Riscossione Sicilia

Evasione fiscale a Palermo, il Comune segnala 502 utenti morosi

Evasione fiscale a Palermo, il Comune segnala 502 utenti morosi

Giro di vite del Comune di Palermo contro gli evasori dei tributi comunali. L’amministrazione ha inviato a Riscossione Sicilia, la società che si occupa di riscuotere i tributi sull’isola, la prima lista di contribuenti non in regola con il pagamento dei tributi comunali, aggiungendo un ulteriore strumento per il contrasto dell’evasione tributaria, causa di gravi danni ai servizi. Sono state individuate 109.779 utenze domestiche e 34.439 utenze non domestiche che non hanno pagato la tari 2016. Inoltre sono state scoperti 635.000 mq di superficie non dichiarata ai fini TARI e 10799 immobili non dichiarati ai fini IMU. Sono in corso di notifica i relativi avvisi di accertamento. La tari del 2018 non sarà pagata in due rate ma in quattro (febbraio, aprile, settembre e novembre). Un secondo regolamento consente a coloro che hanno ricevuto avvisi di accertamento di pagare i debiti pregressi in 12 mesi (per debiti da 1000 a 5000 euro), in 24 mesi ( per debiti da 5001 a 15000 euro) e in 36 mesi (per debiti superiori a 15000 euro). Un terzo regolamento ha esteso il ravvedimento operoso da 1 a 5 anni. Se il contribuente non ha ancora ricevuto un avviso di accertamento può ravvedersi pagando una sanzione ridotta.
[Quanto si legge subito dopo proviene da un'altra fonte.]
//! Folder reconciliation.

use tracing::{debug, info, warn};

use super::{absent_ok, Reconcile};
use crate::core::domain::{Folder, FolderSpec};
use crate::core::remote::{NewFolder, Remote};
use crate::core::resolve::Resolver;
use crate::core::types::FolderId;
use crate::error::{Action, Error, Kind, Result};

/// Reconciles folders.
pub struct Folders<'a, R: ?Sized> {
    remote: &'a R,
}

impl<'a, R: Remote + ?Sized> Folders<'a, R> {
    pub fn new(remote: &'a R) -> Self {
        Self { remote }
    }

    fn resolve_parent(&self, desired: &FolderSpec, token: &str) -> Result<Option<FolderId>> {
        Resolver::new(self.remote)
            .folder(desired.parent.as_deref())
            .map_err(|e| Error::resolve(Kind::Folder, token, e))
    }
}

impl<R: Remote + ?Sized> Reconcile for Folders<'_, R> {
    type Desired = FolderSpec;
    type Actual = Folder;

    const KIND: Kind = Kind::Folder;

    fn create(&self, desired: &FolderSpec) -> Result<Folder> {
        let parent_id = self.resolve_parent(desired, &desired.name)?;

        let created = self
            .remote
            .create_folder(&NewFolder {
                name: desired.name.clone(),
                folder_parent_id: parent_id,
                personal: false,
            })
            .map_err(|e| Error::remote(Self::KIND, &desired.name, Action::Create, e))?;

        info!(
            id = %created.id,
            name = %created.name,
            personal = created.personal,
            "created folder"
        );
        Ok(Folder::from(created))
    }

    fn read(&self, id: &str, _prior: Option<&Folder>) -> Result<Option<Folder>> {
        let folders = self
            .remote
            .list_folders(false)
            .map_err(|e| Error::remote(Self::KIND, id, Action::List, e))?;

        match folders.into_iter().find(|f| f.id == id) {
            Some(found) => {
                debug!(id, name = %found.name, "read folder");
                Ok(Some(Folder::from(found)))
            }
            None => {
                warn!(id, "folder removed out of band");
                Ok(None)
            }
        }
    }

    /// Rename and move as needed. Unchanged folders issue no calls.
    fn update(&self, id: &str, desired: &FolderSpec, prior: &Folder) -> Result<Folder> {
        let parent_id = self.resolve_parent(desired, id)?;
        let mut current = prior.clone();
        current.id = id.to_string();

        if desired.name != prior.name {
            let updated = self
                .remote
                .update_folder(id, &desired.name)
                .map_err(|e| Error::remote(Self::KIND, id, Action::Update, e))?;
            info!(id, from = %prior.name, to = %updated.name, "renamed folder");
            current.name = updated.name;
            current.personal = updated.personal;
        }

        if parent_id != prior.parent_id {
            self.remote
                .move_folder(id, parent_id.as_deref())
                .map_err(|e| Error::remote(Self::KIND, id, Action::Move, e))?;
            info!(id, parent = ?parent_id, "moved folder");
            current.parent_id = parent_id;
        }

        Ok(current)
    }

    fn delete(&self, id: &str) -> Result<()> {
        absent_ok(Self::KIND, id, Action::Delete, self.remote.delete_folder(id))?;
        info!(id, "deleted folder");
        Ok(())
    }
}
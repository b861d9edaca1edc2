//! Test support utilities for latchkey integration tests.
//!
//! Every test gets its own in-memory vault, so tests run in parallel
//! without sharing remote state.

#![allow(dead_code)]

pub mod fixtures;

#[allow(unused_imports)]
pub use fixtures::*;

use latchkey::{Member, MemoryRemote, Provider};

/// A provider over a fresh in-memory vault.
pub struct Test {
    pub provider: Provider<MemoryRemote>,
}

/// Seeded user ids.
pub struct Team {
    pub alice: String,
    pub bob: String,
    pub carol: String,
}

impl Team {
    /// Alice manages, Bob is a regular member.
    pub fn members(&self) -> Vec<Member> {
        vec![Member::manager(self.alice.clone()), Member::regular(self.bob.clone())]
    }
}

impl Test {
    pub fn new() -> Self {
        Self {
            provider: Provider::new(MemoryRemote::new()),
        }
    }

    /// The in-memory vault, for seeding and call assertions.
    pub fn remote(&self) -> &MemoryRemote {
        self.provider.remote()
    }

    /// Seed three users.
    pub fn team(&self) -> Team {
        let remote = self.remote();
        Team {
            alice: remote.seed_user(ALICE, "Alice", "Doe", "admin").id,
            bob: remote.seed_user(BOB, "Bob", "Smith", "user").id,
            carol: remote.seed_user(CAROL, "Carol", "Jones", "user").id,
        }
    }

    /// Seed a group managed by a freshly seeded user.
    pub fn group(&self, name: &str) -> String {
        let manager = self
            .remote()
            .seed_user(&format!("{}-lead@example.com", name), "Lead", name, "user");
        self.remote().seed_group(name, &[manager.id.as_str()]).id
    }

    /// Forget calls recorded so far.
    pub fn quiet(&self) {
        self.remote().reset_calls();
    }
}
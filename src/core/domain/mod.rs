//! Domain types.
//!
//! Each entity kind has a desired model (`*Spec`, what the caller declares,
//! with references by name) and an observed model (what the remote reports,
//! with references resolved to ids).

mod credential;
mod folder;
mod grant;
mod group;
mod user;

use serde::{Deserialize, Serialize};

use crate::error::Kind;

pub use credential::{Credential, CredentialSpec};
pub use folder::{Folder, FolderInfo, FolderSpec};
pub use grant::{Grant, GrantId, GrantSpec};
pub use group::{Group, GroupSpec};
pub use user::{User, UserSpec};

/// Desired state of any entity kind.
#[derive(Debug, Clone, PartialEq, Eq, Serialize, Deserialize)]
#[serde(tag = "kind", rename_all = "snake_case")]
pub enum Desired {
    Folder(FolderSpec),
    Credential(CredentialSpec),
    Group(GroupSpec),
    User(UserSpec),
    FolderPermission(GrantSpec),
}

impl Desired {
    pub fn kind(&self) -> Kind {
        match self {
            Self::Folder(_) => Kind::Folder,
            Self::Credential(_) => Kind::Credential,
            Self::Group(_) => Kind::Group,
            Self::User(_) => Kind::User,
            Self::FolderPermission(_) => Kind::FolderPermission,
        }
    }
}

/// Observed state of any entity kind.
#[derive(Debug, Clone, PartialEq, Eq, Serialize, Deserialize)]
#[serde(tag = "kind", rename_all = "snake_case")]
pub enum Actual {
    Folder(Folder),
    Credential(Credential),
    Group(Group),
    User(User),
    FolderPermission(Grant),
}

impl Actual {
    pub fn kind(&self) -> Kind {
        match self {
            Self::Folder(_) => Kind::Folder,
            Self::Credential(_) => Kind::Credential,
            Self::Group(_) => Kind::Group,
            Self::User(_) => Kind::User,
            Self::FolderPermission(_) => Kind::FolderPermission,
        }
    }

    /// The identifier the caller must store for subsequent calls.
    pub fn id(&self) -> &str {
        match self {
            Self::Folder(f) => &f.id,
            Self::Credential(c) => &c.id,
            Self::Group(g) => &g.id,
            Self::User(u) => &u.id,
            Self::FolderPermission(g) => &g.id,
        }
    }
}
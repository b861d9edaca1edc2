//! Credential record reconciliation tests.

mod support;
use support::*;

use latchkey::{Call, Error, FolderSpec, Reconcile, RemoteError};

#[test]
fn test_create_then_read_converges() {
    let t = Test::new();
    let creds = t.provider.credentials();
    let desired = db_credential();

    let created = creds.create(&desired).unwrap();
    let read = creds.read(&created.id, Some(&created)).unwrap().unwrap();

    assert_eq!(read.name, desired.name);
    assert_eq!(read.username, desired.username);
    assert_eq!(read.uri, desired.uri);
    assert_eq!(read.description, desired.description);
    assert_eq!(read.secret.as_ref(), Some(&desired.secret));
    assert_eq!(read, created);
}

#[test]
fn test_withheld_secret_is_not_blanked() {
    let t = Test::new();
    let creds = t.provider.credentials();
    let created = creds.create(&db_credential()).unwrap();
    t.remote().withhold_secrets(true);

    let read = creds.read(&created.id, Some(&created)).unwrap().unwrap();
    assert_eq!(read.secret.as_deref().map(String::as_str), Some(DB_SECRET));
}

#[test]
fn test_replace_returns_new_id() {
    let t = Test::new();
    let creds = t.provider.credentials();
    let created = creds.create(&db_credential()).unwrap();

    let desired = db_credential().described("primary database, rotated");
    let updated = creds.update(&created.id, &desired, &created).unwrap();

    assert_ne!(updated.id, created.id);
    assert!(creds.read(&created.id, None).unwrap().is_none());
    let read = creds.read(&updated.id, Some(&updated)).unwrap().unwrap();
    assert_eq!(read.description.as_deref(), Some("primary database, rotated"));
}

#[test]
fn test_failed_recreate_is_called_out() {
    let t = Test::new();
    let creds = t.provider.credentials();
    let created = creds.create(&db_credential()).unwrap();
    t.remote().fail_on(
        Call::CreateResource,
        RemoteError::Unavailable("gateway timeout".to_string()),
    );

    let mut desired = db_credential();
    desired.username = "admin".to_string();
    let err = creds.update(&created.id, &desired, &created).unwrap_err();

    match &err {
        Error::ReplaceIncomplete { token, cause, .. } => {
            assert_eq!(token, &created.id);
            assert!(cause.contains("gateway timeout"));
        }
        other => panic!("expected ReplaceIncomplete, got {:?}", other),
    }
    assert!(err.to_string().contains("absent remotely"));
    assert!(creds.read(&created.id, Some(&created)).unwrap().is_none());
}

#[test]
fn test_share_failure_after_replace_keeps_one_record() {
    let t = Test::new();
    t.group("ops");
    let creds = t.provider.credentials();
    let created = creds.create(&db_credential().shared_with("ops")).unwrap();
    t.remote().fail_on(
        Call::ShareResource,
        RemoteError::Unavailable("gateway timeout".to_string()),
    );

    let mut desired = db_credential().shared_with("ops");
    desired.username = "admin".to_string();
    let err = creds.update(&created.id, &desired, &created).unwrap_err();

    assert!(err.to_string().contains(&created.id));
    let new_id = err.new_id().unwrap().to_string();
    assert!(creds.read(&created.id, Some(&created)).unwrap().is_none());

    // Continuing from the reported id converges without another create.
    let current = creds.read(&new_id, None).unwrap().unwrap();
    let converged = creds.update(&new_id, &desired, &current).unwrap();

    assert_eq!(converged.id, new_id);
    assert_eq!(converged.share_group.as_deref(), Some("ops"));
    assert_eq!(t.remote().count(Call::CreateResource), 2);
}

#[test]
fn test_share_failure_after_create_hands_back_id() {
    let t = Test::new();
    t.group("ops");
    let creds = t.provider.credentials();
    t.remote().fail_on(
        Call::ShareResource,
        RemoteError::Rejected("permission denied".to_string()),
    );

    let err = creds.create(&db_credential().shared_with("ops")).unwrap_err();

    assert!(matches!(err, Error::PartiallyApplied { .. }));
    let new_id = err.new_id().unwrap();
    assert!(creds.read(new_id, None).unwrap().is_some());
    assert_eq!(t.remote().count(Call::CreateResource), 1);
}

#[test]
fn test_folder_change_moves_without_replace() {
    let t = Test::new();
    let infra = t.provider.folders().create(&FolderSpec::new("Infra")).unwrap();
    let creds = t.provider.credentials();
    let created = creds.create(&db_credential()).unwrap();
    t.quiet();

    let updated = creds
        .update(&created.id, &db_credential().in_folder("Infra"), &created)
        .unwrap();

    assert_eq!(updated.id, created.id);
    assert_eq!(updated.folder_id, Some(infra.id));
    assert_eq!(t.remote().count(Call::DeleteResource), 0);
    assert_eq!(t.remote().count(Call::MoveResource), 1);
}

#[test]
fn test_unresolved_folder_leaves_record_untouched() {
    let t = Test::new();
    let creds = t.provider.credentials();
    let created = creds.create(&db_credential()).unwrap();
    t.quiet();

    let mut desired = db_credential().in_folder("Missing");
    desired.name = "db-renamed".to_string();
    let err = creds.update(&created.id, &desired, &created).unwrap_err();

    assert!(matches!(err, Error::ReferenceNotFound { .. }));
    assert!(t.remote().mutations().is_empty());
    assert!(t.remote().resource(&created.id).is_some());
}

#[test]
fn test_share_group_on_create() {
    let t = Test::new();
    let ops = t.group("ops");
    let creds = t.provider.credentials();

    let created = creds.create(&db_credential().shared_with("ops")).unwrap();
    assert_eq!(created.share_group.as_deref(), Some("ops"));

    let perms = t.remote().resource_permissions(&created.id);
    assert!(perms.iter().any(|p| p.aro_foreign_key == ops && p.level == 7));

    // Sharing is not read back, so it is carried from the prior state.
    let read = creds.read(&created.id, Some(&created)).unwrap().unwrap();
    assert_eq!(read.share_group.as_deref(), Some("ops"));
}

#[test]
fn test_delete_twice() {
    let t = Test::new();
    let creds = t.provider.credentials();
    let created = creds.create(&db_credential()).unwrap();

    assert!(creds.delete(&created.id).is_ok());
    assert!(creds.delete(&created.id).is_ok());
}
L’amministrazione ha consegnato tre liste: una prima lista di 502 contribuenti proprietari di immobili locati percettori di elevati canoni di locazione e complessivamente debitori di 18 milioni 475 mila euro; una seconda lista di n. 4951 titolari di conti correnti complessivamente debitori di 50 milioni 588 mila euro; una terza lista di n. 5243 percettori di redditi da sostituti d’imposta complessivamente debitori di 9 milioni 124 mila euro.